Effect of the Invention
[0014] According to the present invention, a baking apparatus for
plasma display panels is capable of realizing a baking furnace of a
multi-stage structure in a state where the space in a height
direction is suppressed to the minimum. Thereby, it is possible to
realize an improvement in the productivity while minimizing an
increase in a factory space. Further, the apparatus has an
advantage of suppressing of heat escape comparing with a
conventional one in which furnaces are piled, whereby the heat
efficiency is improved.
BRIEF DESCRIPTION OF DRAWINGS
[0015] FIG. 1 is a sectional perspective view showing the schematic
configuration of a plasma display panel manufactured according to a
first embodiment of the present invention;
[0016] FIG. 2 is a flowchart showing the overall flow of the
manufacturing steps by a baking apparatus for plasma display panels
according to the first embodiment of the present invention;
[0017] FIG. 3 is a cross-sectional front view of the baking
apparatus for plasma display panels according to the first
embodiment of the present invention;
[0018] FIG. 4 is a cross-sectional side view of a heating area of
the baking apparatus for plasma display panels according to the
first embodiment of the present invention; and
[0019] FIGS. 5A, 5B and 5C are cross-sectional side views of a
conventional baking apparatus for plasma display panels.
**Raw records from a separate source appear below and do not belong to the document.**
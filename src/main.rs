use std::env;
use std::sync::Arc;

use anyhow::Context;
use tokio::net::TcpListener;
use tracing_subscriber::{layer::SubscriberExt, util::SubscriberInitExt, EnvFilter};

use resume_ats::config::{Config, LogFormat};
use resume_ats::services::{GeminiClient, PdfProcessor};
use resume_ats::{create_router, AppState};

#[tokio::main]
async fn main() -> anyhow::Result<()> {
    dotenvy::dotenv().ok();

    init_tracing(LogFormat::from_env());

    let config = Config::from_env()?;

    tracing::info!("Starting Resume ATS Service v{}", env!("CARGO_PKG_VERSION"));
    tracing::info!("Max file size: {}MB", config.max_file_size_mb);
    tracing::info!("Max concurrent requests: {}", config.max_concurrent_requests);

    let generator = GeminiClient::from_config(&config).context("Failed to build LLM client")?;
    tracing::info!("LLM client initialized (model: {})", generator.model());

    let port = env::var("PORT")
        .ok()
        .and_then(|p| p.parse::<u16>().ok())
        .unwrap_or(config.server_port);
    let addr = format!("{}:{}", config.server_host, port);

    let state = AppState::new(config, Arc::new(generator), Arc::new(PdfProcessor::new()));
    state
        .storage
        .init()
        .await
        .context("Failed to create upload storage directory")?;

    let app = create_router(state);

    tracing::info!("Server listening on {}", addr);

    let listener = TcpListener::bind(&addr).await?;
    axum::serve(listener, app).await?;

    Ok(())
}

fn init_tracing(format: LogFormat) {
    let filter = EnvFilter::try_from_default_env()
        .unwrap_or_else(|_| "resume_ats=debug,tower_http=debug,axum::rejection=trace".into());

    let registry = tracing_subscriber::registry().with(filter);
    match format {
        LogFormat::Json => registry
            .with(tracing_subscriber::fmt::layer().json().with_target(false))
            .init(),
        LogFormat::Pretty => registry
            .with(tracing_subscriber::fmt::layer().with_target(false))
            .init(),
    }
}
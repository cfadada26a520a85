//! Text generation backend used by the detail extractor and the question answerer.
//!
//! Callers only see [`TextGenerator`]; [`GeminiClient`] is the production
//! implementation talking to the Gemini `generateContent` API.

use std::time::{Duration, Instant};

use async_trait::async_trait;
use reqwest::Client;
use serde::{Deserialize, Serialize};
use thiserror::Error;
use tracing::{debug, warn};

use crate::config::Config;

/// Greedy decoding. The keyword scorer is sensitive to exact field presence,
/// so every call uses it.
pub const DETERMINISTIC_TEMPERATURE: f32 = 0.0;

#[derive(Debug, Error)]
pub enum LlmError {
    #[error("LLM API key is not configured")]
    MissingApiKey,

    #[error("HTTP error: {0}")]
    Http(#[from] reqwest::Error),

    #[error("LLM request timed out")]
    Timeout,

    #[error("API error (status {status}): {message}")]
    Api { status: u16, message: String },

    #[error("LLM returned empty content")]
    EmptyContent,

    #[error("Failed to decode LLM response: {0}")]
    Decode(String),
}

/// Single-shot text completion.
#[async_trait]
pub trait TextGenerator: Send + Sync {
    async fn generate(&self, prompt: &str, temperature: f32) -> Result<String, LlmError>;

    /// Whether the backend has what it needs to serve requests.
    fn is_configured(&self) -> bool {
        true
    }
}

#[derive(Debug, Serialize)]
#[serde(rename_all = "camelCase")]
struct GenerateContentRequest<'a> {
    contents: Vec<RequestContent<'a>>,
    generation_config: GenerationConfig,
}

#[derive(Debug, Serialize)]
struct RequestContent<'a> {
    role: &'a str,
    parts: Vec<RequestPart<'a>>,
}

#[derive(Debug, Serialize)]
struct RequestPart<'a> {
    text: &'a str,
}

#[derive(Debug, Serialize)]
struct GenerationConfig {
    temperature: f32,
}

#[derive(Debug, Deserialize)]
struct GenerateContentResponse {
    #[serde(default)]
    candidates: Vec<Candidate>,
}

#[derive(Debug, Deserialize)]
struct Candidate {
    content: Option<CandidateContent>,
}

#[derive(Debug, Deserialize)]
struct CandidateContent {
    #[serde(default)]
    parts: Vec<CandidatePart>,
}

#[derive(Debug, Deserialize)]
struct CandidatePart {
    text: Option<String>,
}

#[derive(Debug, Deserialize)]
struct GeminiError {
    error: GeminiErrorBody,
}

#[derive(Debug, Deserialize)]
struct GeminiErrorBody {
    message: String,
}

impl GenerateContentResponse {
    /// Concatenated text parts of the first candidate.
    fn text(&self) -> Option<String> {
        let parts = &self.candidates.first()?.content.as_ref()?.parts;
        let text: String = parts.iter().filter_map(|p| p.text.as_deref()).collect();
        if text.is_empty() {
            None
        } else {
            Some(text)
        }
    }
}

#[derive(Clone)]
pub struct GeminiClient {
    client: Client,
    api_key: Option<String>,
    model: String,
    base_url: String,
}

impl GeminiClient {
    pub fn new(
        api_key: Option<String>,
        model: impl Into<String>,
        base_url: impl Into<String>,
        timeout: Duration,
    ) -> Result<Self, LlmError> {
        let client = Client::builder().timeout(timeout).build()?;
        Ok(Self {
            client,
            api_key,
            model: model.into(),
            base_url: base_url.into().trim_end_matches('/').to_string(),
        })
    }

    pub fn from_config(config: &Config) -> Result<Self, LlmError> {
        Self::new(
            config.gemini_api_key.clone(),
            config.llm_model.clone(),
            config.llm_base_url.clone(),
            Duration::from_secs(config.llm_timeout_seconds),
        )
    }

    pub fn model(&self) -> &str {
        &self.model
    }

    fn endpoint(&self) -> String {
        format!("{}/models/{}:generateContent", self.base_url, self.model)
    }
}

#[async_trait]
impl TextGenerator for GeminiClient {
    async fn generate(&self, prompt: &str, temperature: f32) -> Result<String, LlmError> {
        let api_key = self.api_key.as_deref().ok_or(LlmError::MissingApiKey)?;
        let start = Instant::now();

        let request_body = GenerateContentRequest {
            contents: vec![RequestContent {
                role: "user",
                parts: vec![RequestPart { text: prompt }],
            }],
            generation_config: GenerationConfig { temperature },
        };

        let response = self
            .client
            .post(self.endpoint())
            .header("x-goog-api-key", api_key)
            .json(&request_body)
            .send()
            .await
            .map_err(|e| if e.is_timeout() { LlmError::Timeout } else { LlmError::Http(e) })?;

        let status = response.status();
        if !status.is_success() {
            let body = response.text().await.unwrap_or_default();
            let message = serde_json::from_str::<GeminiError>(&body)
                .map(|e| e.error.message)
                .unwrap_or(body);
            warn!(status = status.as_u16(), "LLM API returned an error");
            return Err(LlmError::Api {
                status: status.as_u16(),
                message,
            });
        }

        let body = response
            .text()
            .await
            .map_err(|e| if e.is_timeout() { LlmError::Timeout } else { LlmError::Http(e) })?;
        let parsed: GenerateContentResponse =
            serde_json::from_str(&body).map_err(|e| LlmError::Decode(e.to_string()))?;
        let text = parsed.text().ok_or(LlmError::EmptyContent)?;

        debug!(
            model = %self.model,
            prompt_chars = prompt.len(),
            reply_chars = text.len(),
            elapsed_ms = start.elapsed().as_millis() as u64,
            "LLM call succeeded"
        );

        Ok(text)
    }

    fn is_configured(&self) -> bool {
        self.api_key.is_some()
    }
}
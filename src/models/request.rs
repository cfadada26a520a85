#[derive(Debug, Clone)]
pub struct ProcessedFile {
    pub name: String,
    pub size: usize,
    pub content: Vec<u8>,
    pub mime_type: Option<String>,
}

impl ProcessedFile {
    pub fn new(name: String, content: Vec<u8>) -> Self {
        let size = content.len();
        Self {
            name,
            size,
            content,
            mime_type: None,
        }
    }

    pub fn with_mime_type(mut self, mime_type: String) -> Self {
        self.mime_type = Some(mime_type);
        self
    }

    /// Upload acceptance is decided by the file name alone, matching `.pdf` exactly.
    pub fn is_pdf(&self) -> bool {
        self.name.ends_with(".pdf")
    }
}

/// Fields of the `/upload-resume/` multipart form.
#[derive(Debug, Clone)]
pub struct ResumeUpload {
    pub file: ProcessedFile,
    pub custom_prompt: String,
}

impl ResumeUpload {
    /// The question to forward to the LLM, if one was supplied.
    pub fn question(&self) -> Option<&str> {
        if self.custom_prompt.is_empty() {
            None
        } else {
            Some(&self.custom_prompt)
        }
    }
}
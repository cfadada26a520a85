use std::env;
use std::path::PathBuf;
use anyhow::{Result, Context};
use tracing::{info, warn};

pub const DEFAULT_JOB_DESCRIPTION: &str = "software engineer python machine learning";
pub const DEFAULT_LLM_MODEL: &str = "gemini-1.5-flash-001";
pub const DEFAULT_LLM_BASE_URL: &str = "https://generativelanguage.googleapis.com/v1beta";

#[derive(Debug, Clone, Copy, PartialEq, Eq)]
pub enum LogFormat {
    Pretty,
    Json,
}

impl LogFormat {
    /// Read before the subscriber is installed, so it is not part of [`Config`].
    pub fn from_env() -> Self {
        match env::var("LOG_FORMAT").as_deref() {
            Ok("json") => LogFormat::Json,
            _ => LogFormat::Pretty,
        }
    }
}

#[derive(Clone)]
pub struct Config {
    pub server_host: String,
    pub server_port: u16,
    pub max_file_size_mb: usize,
    pub max_concurrent_requests: usize,
    pub llm_timeout_seconds: u64,
    pub storage_dir: PathBuf,
    pub gemini_api_key: Option<String>,
    pub llm_model: String,
    pub llm_base_url: String,
    pub job_description: String,
}

// Hand-written so the API key never reaches the logs.
impl std::fmt::Debug for Config {
    fn fmt(&self, f: &mut std::fmt::Formatter<'_>) -> std::fmt::Result {
        f.debug_struct("Config")
            .field("server_host", &self.server_host)
            .field("server_port", &self.server_port)
            .field("max_file_size_mb", &self.max_file_size_mb)
            .field("max_concurrent_requests", &self.max_concurrent_requests)
            .field("llm_timeout_seconds", &self.llm_timeout_seconds)
            .field("storage_dir", &self.storage_dir)
            .field("gemini_api_key", &self.gemini_api_key.as_ref().map(|_| "<redacted>"))
            .field("llm_model", &self.llm_model)
            .field("llm_base_url", &self.llm_base_url)
            .field("job_description", &self.job_description)
            .finish()
    }
}

impl Default for Config {
    fn default() -> Self {
        Self {
            server_host: "0.0.0.0".to_string(),
            server_port: 8000,
            max_file_size_mb: 10,
            max_concurrent_requests: 100,
            llm_timeout_seconds: 60,
            storage_dir: PathBuf::from("extracted_resumes"),
            gemini_api_key: None,
            llm_model: DEFAULT_LLM_MODEL.to_string(),
            llm_base_url: DEFAULT_LLM_BASE_URL.to_string(),
            job_description: DEFAULT_JOB_DESCRIPTION.to_string(),
        }
    }
}

impl Config {
    pub fn from_env() -> Result<Self> {
        dotenvy::dotenv().ok();
        let defaults = Config::default();

        let config = Config {
            server_host: Self::string_env_var("SERVER_HOST", &defaults.server_host),
            server_port: Self::parse_env_var("SERVER_PORT", defaults.server_port)
                .context("Failed to parse SERVER_PORT")?,
            max_file_size_mb: Self::parse_env_var("MAX_FILE_SIZE_MB", defaults.max_file_size_mb)
                .context("Failed to parse MAX_FILE_SIZE_MB")?,
            max_concurrent_requests: Self::parse_env_var(
                "MAX_CONCURRENT_REQUESTS",
                defaults.max_concurrent_requests,
            )
            .context("Failed to parse MAX_CONCURRENT_REQUESTS")?,
            llm_timeout_seconds: Self::parse_env_var("LLM_TIMEOUT_SECONDS", defaults.llm_timeout_seconds)
                .context("Failed to parse LLM_TIMEOUT_SECONDS")?,
            storage_dir: env::var("STORAGE_DIR")
                .map(PathBuf::from)
                .unwrap_or(defaults.storage_dir),
            gemini_api_key: env::var("GEMINI_API_KEY")
                .ok()
                .map(|key| key.trim().to_string())
                .filter(|key| !key.is_empty()),
            llm_model: Self::string_env_var("LLM_MODEL", &defaults.llm_model),
            llm_base_url: Self::string_env_var("LLM_BASE_URL", &defaults.llm_base_url),
            job_description: Self::string_env_var("JOB_DESCRIPTION", &defaults.job_description),
        };

        config.validate()?;

        if config.gemini_api_key.is_none() {
            warn!("GEMINI_API_KEY not set; resume uploads will fail at the LLM step");
        }

        info!("Configuration loaded successfully: {:?}", config);
        Ok(config)
    }

    fn string_env_var(var_name: &str, default: &str) -> String {
        env::var(var_name).unwrap_or_else(|_| {
            info!("{} not set, using default: {}", var_name, default);
            default.to_string()
        })
    }

    fn parse_env_var<T>(var_name: &str, default: T) -> Result<T>
    where
        T: std::str::FromStr + Copy + std::fmt::Debug,
        T::Err: std::fmt::Display,
    {
        match env::var(var_name) {
            Ok(val) => match val.parse() {
                Ok(parsed) => Ok(parsed),
                Err(e) => {
                    warn!("Failed to parse {}: {} (using default: {:?})", var_name, e, default);
                    Ok(default)
                }
            },
            Err(_) => {
                info!("{} not set, using default: {:?}", var_name, default);
                Ok(default)
            }
        }
    }

    pub fn validate(&self) -> Result<()> {
        if self.server_port == 0 {
            return Err(anyhow::anyhow!("SERVER_PORT must be greater than 0"));
        }
        if self.max_file_size_mb == 0 {
            return Err(anyhow::anyhow!("MAX_FILE_SIZE_MB must be greater than 0"));
        }
        if self.max_concurrent_requests == 0 {
            return Err(anyhow::anyhow!("MAX_CONCURRENT_REQUESTS must be greater than 0"));
        }
        if self.llm_timeout_seconds == 0 {
            return Err(anyhow::anyhow!("LLM_TIMEOUT_SECONDS must be greater than 0"));
        }
        Ok(())
    }

    pub fn max_file_size_bytes(&self) -> usize {
        self.max_file_size_mb * 1024 * 1024
    }
}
BEST MODE FOR CARRYING OUT THE INVENTION
[0020] A multi-stage baking furnace of the present invention is a
baking apparatus for plasma display panels having a baking furnace
for performing heat treatment to substrates while conveying the
substrates. In the baking furnace, conveying means for conveying
substrates are divided into multiple stages with heat insulating
walls provided between them adjacent in an up and down direction,
and a heating means is arranged appropriately to each of the heat
insulating walls of multiple stages so as to form a heating area, a
keeping area and a cooling area in order in the traveling direction
of the conveying means in each furnace of the multi-stage
furnace.
[0021] Further, since the heating means form a heating area, a
keeping area and a cooling area in order in the traveling direction
of the conveying means in each furnace, the heating means may be
configured to be able to suppress the heating amount separately, or
configured to be able to control the heating amount for each
temperature zone provided in the conveying direction of
substrates.
[0022] Generally, it is preferable that the heating means be an
electric heater, and in the baking furnace, a return conveyer be
provided under the multi-stage conveying means for conveying
substrates.
[0023] Hereinafter, a baking apparatus for PDP according to an
embodiment of the present invention will be described by using
drawings.
[0024] FIG. 1 is a sectional perspective view showing the schematic
configuration of a PDP of surface discharge type having
three-electrode configuration.
[0025] A front surface plate 12 of a PDP 11 is so configured that a
plurality of display electrodes 16 consisting of scan electrodes 14
and sustain electrodes 15 are formed on a substrate 13 which is
smooth, transparent and insulative such as float glass, and a
dielectric layer 17 is formed so as to cover the display electrodes
16, and further a protective layer 18 made of MgO is formed on the
dielectric layer 17. Note that the scan electrodes 14 and the
sustain electrode 15 consist of transparent electrodes 14a and 15a
serving as discharge electrodes and bus electrodes 14b and 15b made
of Cr/Cu/Cr or Ag or the like electrically connected with the
transparent electrodes 14a and 15a, respectively.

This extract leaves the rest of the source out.